愛する草花が咲き乱れ、新生活に少し緊張した人々が街にあふれ、誰もが何かが始まると期待をする。そんな季節に生まれたことを、何度だって感謝した。
春が好きだった。
「……報告は以上だ」
そう言って真田が帽子の鍔を引いた様子を、気配だけで感じ取る。新しい練習メニューや新しい部員、みんながどんな風に練習に打ち込んでいるか、俺はずっと窓の外を見ながら聞いていた。
「順調そうじゃないか。安心したよ」
振り向いて微笑み、そう伝える。あからさまな安堵が真田から漏れる。
「それで幸村、病状の方は……」
「変わりないよ」
何を期待しているのか毎回欠かすことのない問いは遮ってしまった。少し緩んだ空気が再び緊張をはらんで、疎ましい。再び窓へ目を向ける。切り取られた常緑樹だけが見える味気ない風景だ。
「そんな顔するなよ。俺は必ず戻る」
「うむ。すまない」
もしかするとこの真田の起伏を楽しんでいるのかもしれないと思う。随分悪趣味だ。けれど少しくらい許して欲しい。ここはあまりに娯楽に乏しい。
「苦労をかける。メールで連絡くれるだけでもいいのに」
「めーる、は、」
「苦手なんだろ。知ってるよ」
戯けて笑ったつもりだけどどうだろう。何せ筋肉が思った通りに動かないのだ。うまく笑えなかったとしても、目は合わせていないからわからないかな。
「そうではない。この目でお前を確かめたいのだ」
案の定、改まった声で真田はそんなことを言う。真田との付き合いは長い。こいつはそういう奴なんだ。
「確かめるって、何を? 俺が生きているかどうか?」
ああ随分性格が悪くなったものだなあと自分を嘲る。この部屋でもう何ヶ月が過ぎたのだろう。秋が冬になって、今はもう春だ。大好きだった春だ。
「あー……幸村、おまん、いつもこうなんか?」
突然、真田の口調が変わった。はっとして振り向くと、そこにはさっきまでいたはずの真田がいない。代わりに見えるのは、脱色だかなんだか知らないが不自然に白い髪。
「仁王……お前だったのか」
「まさか気付かんとはな。随分鈍ったもんじゃのう」
被っていた帽子とカツラをぞんざいにラケットバッグへ突っ込んでいる。その所作からは既に真田の欠片も感じられなくて、イリュージョンはここまできていたのかといっそ感心してしまう。
「随分悪趣味じゃないか。何しに来たんだい?」
「ひどい言い草じゃのう。今日は真田が来れんけえ、代わりに来たっちゅーのに」
「蓮二でいいだろ」
「参謀に頼まれたんぜよ。こないだ青学に偵察に行ったとかなんとかで、忙しいんじゃと」
さっきまで直立不動だった姿勢はどこへやら、ベッドを囲むカーテンに隠れていたパイプ椅子を引きずり出して勝手に座る。どさり、と荒々しい音を立てて。
「いい機会だから俺を嘲りに来たということかい?」
「ほう。随分荒んどるみたいじゃのう」
「お前が悪趣味だからだろ。真田になるなんてどうかしてる」
「俺が俺のままで来ても入れてくれんじゃろ」
言われた言葉が図星をついて、腹立たしくて体を倒した。窓も仁王も見ない。視界には不思議な模様をした天井があるだけだ。
「帰れよ」
それだけ言って目を閉じる。俺は真田ほど仁王を嫌っていないけれど、だからといってこんな場所で会いたい人間かと問われればそうではない。仁王だって決して俺を好んではいないはずだ。

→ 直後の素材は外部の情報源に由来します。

//! # Font Renderer
//!
//! Draws [`Text`] labels over the finished frame, one glyph quad at a time.
//! Glyph bitmaps come from the application's [`GlyphRasterizer`] and are
//! cached per font, size, character and outline width. Each glyph is
//! uploaded into a single reusable red-channel texture before its draw.
//!
//! Text positions are in window pixels with the origin in the top-left
//! corner and `y` growing downwards, measured to the baseline. Labels with an
//! outline draw the stroked glyph in the outline colour first and the plain
//! glyph over it.

use std::collections::HashMap;
use std::rc::Rc;

use crate::error::EngineResult;
use crate::foundation::math::Vec3;
use crate::render::api::{TextureDesc, TextureFilter, TextureFormat, TextureKind, VertexAttribute};
use crate::render::mesh::{MeshBuffers, MeshData, MeshKind};
use crate::render::resources::{BuiltinShader, ShaderLibrary, ShaderProgram, Texture};
use crate::render::state::{BlendFunction, StateCache};
use crate::render::text::{Glyph, GlyphRasterizer, Text};

const FONT_TEXTURE_SLOT: u32 = 0;

/// Quad corners in top-left, bottom-left, top-right, bottom-right order
/// expanded into two triangles
const QUAD_CORNERS: [usize; 6] = [0, 1, 2, 2, 1, 3];

#[rustfmt::skip]
const QUAD_TEX_COORDS: [f32; 12] = [
    0.0, 0.0,  0.0, 1.0,  1.0, 0.0,
    1.0, 0.0,  0.0, 1.0,  1.0, 1.0,
];

#[derive(Debug, Clone, PartialEq, Eq, Hash)]
struct GlyphKey {
    font: String,
    size: u32,
    character: char,
    outline: u32,
}

/// Draws text labels through a [`GlyphRasterizer`]
pub struct FontRenderer {
    shader: ShaderProgram,
    glyph_texture: Texture,
    quad: MeshBuffers,
    rasterizer: Box<dyn GlyphRasterizer>,
    glyphs: HashMap<GlyphKey, Rc<Glyph>>,
}

impl FontRenderer {
    /// Build the font shader, the glyph texture and the glyph quad
    pub fn new(state: &mut StateCache, library: &ShaderLibrary, rasterizer: Box<dyn GlyphRasterizer>) -> EngineResult<Self> {
        let shader = library.load(state, BuiltinShader::Font)?;
        let desc = TextureDesc { kind: TextureKind::Texture2D, width: 1, height: 1, format: TextureFormat::Red, samples: 1 };
        let glyph_texture = Texture::create(state, "single_character_texture", desc);
        glyph_texture.set_filter(state, TextureFilter::Bilinear);

        let data = MeshData::positions(vec![0.0; 18], 3)
            .with_tex_coords(QUAD_TEX_COORDS.to_vec())
            .with_dynamic_positions();
        let quad = MeshBuffers::upload(state, &data);

        log::debug!(target: "font_renderer", "Font renderer created.");
        Ok(Self { shader, glyph_texture, quad, rasterizer, glyphs: HashMap::new() })
    }

    /// Number of distinct glyphs rasterized so far
    pub fn cached_glyphs(&self) -> usize {
        self.glyphs.len()
    }

    /// Draw `texts` onto the bound framebuffer of `display_size` pixels
    pub fn render(&mut self, state: &mut StateCache, texts: &[Text], display_size: (u32, u32)) -> EngineResult<()> {
        if texts.is_empty() {
            return Ok(());
        }

        state.activate_shader_program(&self.shader);
        state.device().set_unpack_alignment(1);
        state.set_texture_slot(FONT_TEXTURE_SLOT);
        state.unbind_all_textures();
        state.bind_texture(&self.glyph_texture);
        state.bind_mesh(&self.quad);

        state.enable_blend(true);
        state.enable_depth_test(false);
        state.set_blend_function(BlendFunction::Normal);

        let result = texts.iter().try_for_each(|text| self.render_text(state, text, display_size));
        state.device().set_unpack_alignment(4);
        result
    }

    fn render_text(&mut self, state: &mut StateCache, text: &Text, display_size: (u32, u32)) -> EngineResult<()> {
        let (origin_x, _) = text.position();
        let (mut x, mut y) = text.position();
        let line_height = i32::try_from(text.font_size()).unwrap_or(i32::MAX) + text.vertical_spacing();

        for character in text.text().chars() {
            match character {
                '\n' => {
                    x = origin_x;
                    y += line_height;
                }
                ' ' => {
                    let space = self.glyph(text, ' ', 0)?;
                    x += space.advance + text.horizontal_spacing();
                }
                _ => {
                    let advance = if text.outline_size() > 0 {
                        let outline = self.glyph(text, character, text.outline_size())?;
                        self.draw_glyph(state, &outline, text.outline_color(), (x, y), display_size);
                        let glyph = self.glyph(text, character, 0)?;
                        self.draw_glyph(state, &glyph, text.font_color(), (x, y), display_size);
                        outline.advance
                    } else {
                        let glyph = self.glyph(text, character, 0)?;
                        self.draw_glyph(state, &glyph, text.font_color(), (x, y), display_size);
                        glyph.advance
                    };
                    x += advance + text.horizontal_spacing();
                }
            }
        }
        Ok(())
    }

    fn glyph(&mut self, text: &Text, character: char, outline: u32) -> EngineResult<Rc<Glyph>> {
        let key = GlyphKey { font: text.font().to_string(), size: text.font_size(), character, outline };
        if let Some(glyph) = self.glyphs.get(&key) {
            return Ok(Rc::clone(glyph));
        }
        let glyph = Rc::new(self.rasterizer.rasterize(text.font(), text.font_size(), character, outline)?);
        log::trace!(target: "font_renderer", "Glyph [{}] of [{}] rasterized.", character, key.font);
        self.glyphs.insert(key, Rc::clone(&glyph));
        Ok(glyph)
    }

    fn draw_glyph(
        &mut self,
        state: &mut StateCache,
        glyph: &Glyph,
        color: Vec3,
        cursor: (i32, i32),
        display_size: (u32, u32),
    ) {
        if glyph.width == 0 || glyph.rows == 0 {
            return;
        }
        self.glyph_texture.set_data_2d(state, glyph.width, glyph.rows, TextureFormat::Red, &glyph.bitmap);

        let positions: Vec<f32> = QUAD_CORNERS
            .iter()
            .flat_map(|&corner| {
                let (x, y) = glyph_corner(glyph, cursor, corner);
                let (x, y) = to_screen(x, y, display_size);
                [x, y, 0.0]
            })
            .collect();
        self.quad.update_attribute(state, VertexAttribute::Position, &positions);

        self.shader.set_uniform(state, "color.font_texture", FONT_TEXTURE_SLOT);
        self.shader.set_uniform(state, "color.font_color", color);
        MeshKind::Billboard.draw(state);
    }
}

/// Pixel position of quad corner `corner` for `glyph` drawn at `cursor`
fn glyph_corner(glyph: &Glyph, cursor: (i32, i32), corner: usize) -> (f32, f32) {
    let left = (cursor.0 + glyph.left) as f32;
    let top = (cursor.1 - glyph.top) as f32;
    let right = left + glyph.width as f32;
    let bottom = top + glyph.rows as f32;
    match corner {
        0 => (left, top),
        1 => (left, bottom),
        2 => (right, top),
        _ => (right, bottom),
    }
}

/// Window pixels (origin top-left) to normalized device coordinates
fn to_screen(x: f32, y: f32, display_size: (u32, u32)) -> (f32, f32) {
    let width = display_size.0.max(1) as f32;
    let height = display_size.1.max(1) as f32;
    (x / width * 2.0 - 1.0, 1.0 - y / height * 2.0)
}

#[cfg(test)]
mod tests {
    use super::*;
    use crate::render::api::{Capability, UniformValue};
    use crate::render::backends::recording::GpuCall;
    use crate::render::renderers::test_support::fixture;

    /// Square glyphs of `size / 2` pixels, widened by the outline
    struct BlockRasterizer {
        calls: Rc<std::cell::Cell<usize>>,
    }

    impl GlyphRasterizer for BlockRasterizer {
        fn rasterize(&mut self, _font: &str, size: u32, _character: char, outline: u32) -> EngineResult<Glyph> {
            self.calls.set(self.calls.get() + 1);
            let side = size / 2 + 2 * outline;
            let offset = i32::try_from(outline).unwrap();
            Ok(Glyph {
                width: side,
                rows: side,
                left: -offset,
                top: i32::try_from(side).unwrap() - offset,
                advance: i32::try_from(size / 2).unwrap() + 2 * offset,
                bitmap: vec![255; (side * side) as usize],
            })
        }
    }

    fn renderer(state: &mut StateCache) -> (FontRenderer, Rc<std::cell::Cell<usize>>) {
        let calls = Rc::new(std::cell::Cell::new(0));
        let rasterizer = BlockRasterizer { calls: Rc::clone(&calls) };
        (FontRenderer::new(state, &ShaderLibrary::Embedded, Box::new(rasterizer)).unwrap(), calls)
    }

    #[test]
    fn test_to_screen_corners() {
        assert_eq!(to_screen(0.0, 0.0, (200, 100)), (-1.0, 1.0));
        assert_eq!(to_screen(200.0, 100.0, (200, 100)), (1.0, -1.0));
        assert_eq!(to_screen(100.0, 50.0, (200, 100)), (0.0, 0.0));
    }

    #[test]
    fn test_one_draw_per_visible_glyph() {
        let (mut state, log, _settings) = fixture();
        let (mut renderer, _calls) = renderer(&mut state);
        let texts = [Text::new("ab c\nd", "mono.ttf")];
        log.clear();

        renderer.render(&mut state, &texts, (320, 180)).unwrap();

        assert_eq!(log.draw_count(), 4);
        assert_eq!(log.count(|c| matches!(c, GpuCall::UploadTexture { .. })), 4);
        assert_eq!(log.count(|c| matches!(c, GpuCall::UpdateAttribute(_, 18))), 4);
        assert!(log.calls().iter().any(|c| matches!(c, GpuCall::SetCapability(Capability::DepthTest, false))));
        let alignments: Vec<i32> = log
            .calls()
            .iter()
            .filter_map(|c| match c {
                GpuCall::UnpackAlignment(a) => Some(*a),
                _ => None,
            })
            .collect();
        assert_eq!(alignments, vec![1, 4]);
    }

    #[test]
    fn test_outline_drawn_before_glyph() {
        let (mut state, log, _settings) = fixture();
        let (mut renderer, _calls) = renderer(&mut state);
        let mut text = Text::new("a", "mono.ttf");
        text.set_outline_size(2);
        text.set_outline_color(Vec3::new(0.0, 0.0, 1.0));
        text.set_font_color(Vec3::new(1.0, 0.0, 0.0));
        log.clear();

        renderer.render(&mut state, &[text], (320, 180)).unwrap();

        assert_eq!(log.draw_count(), 2);
        let colors = log.uniform_values("color.font_color");
        assert_eq!(colors[0], UniformValue::Vec3(Vec3::new(0.0, 0.0, 1.0)));
        assert_eq!(colors[1], UniformValue::Vec3(Vec3::new(1.0, 0.0, 0.0)));
    }

    #[test]
    fn test_glyphs_rasterized_once() {
        let (mut state, _log, _settings) = fixture();
        let (mut renderer, calls) = renderer(&mut state);
        let texts = [Text::new("aaa", "mono.ttf")];
        renderer.render(&mut state, &texts, (320, 180)).unwrap();
        renderer.render(&mut state, &texts, (320, 180)).unwrap();
        assert_eq!(calls.get(), 1);
        assert_eq!(renderer.cached_glyphs(), 1);
    }

    #[test]
    fn test_glyph_corners_follow_bearing() {
        let mut text = Text::new("", "mono.ttf");
        text.set_position(10, 40);
        let glyph = Glyph { width: 8, rows: 8, left: 1, top: 8, advance: 9, bitmap: vec![0; 64] };
        assert_eq!(glyph_corner(&glyph, text.position(), 0), (11.0, 32.0));
        assert_eq!(glyph_corner(&glyph, text.position(), 3), (19.0, 40.0));
    }
}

けれど何秒数えても立ち去る気配がなくて、薄っすらとベッドサイドへ目を開いた。そこにあるのは、哀れみでも嘲りでもなんでもない、ただ俺を見下ろす無表情がある。
「……なんだよ」
いたたまれなくなったのは俺の方で、入らない力を振り絞って体を起こす。せめて同じ目線でと思ったのだ。見下されるのは本意でない。
「嗤うなら嗤えよ。そのために来たんじゃないのか」
息が苦しい。体を折ってしまう俺の背に仁王の手が添えられる。
「違うって言うとろうが」
あまりの屈辱に縋るものがなくて窓を見た。常緑樹はずっと変わらない。何ヶ月も前から変わらない。
「仁王……仁王、いまは、春だよな」
「ああ、そうじゃな」
「違うんだよ。冬の間はまだよかったんだ、世界は灰色で正しいから。でも、春は違うだろう? もっと色んな色が溢れて、眩しくて……」
「幸村、」
咎めるような仁王の声が響く。わかってるんだ、お前、こういう空気、嫌いだろ? だからだよ。
「違うんだよ」
ああ俺はどうしてしまったんだろう。どうなってしまうんだろう。こんなところでこんなことをしている場合じゃないんだ。早く治して全国三連覇を果たさなければ。思えば思うほど体が動かなくて叫び出したくなる。そして叫ぶ力もないことを知るんだ。
「ああ、違う。お前はそうやないぜよ。しっかりしんしゃい」
少し大声を上げただけで発作みたいに上下する背を擦る手が温かい。仁王って体温が低いんだ。そんな手でさえ温かくて涙が出そうだなんて本当に俺はどうかしている。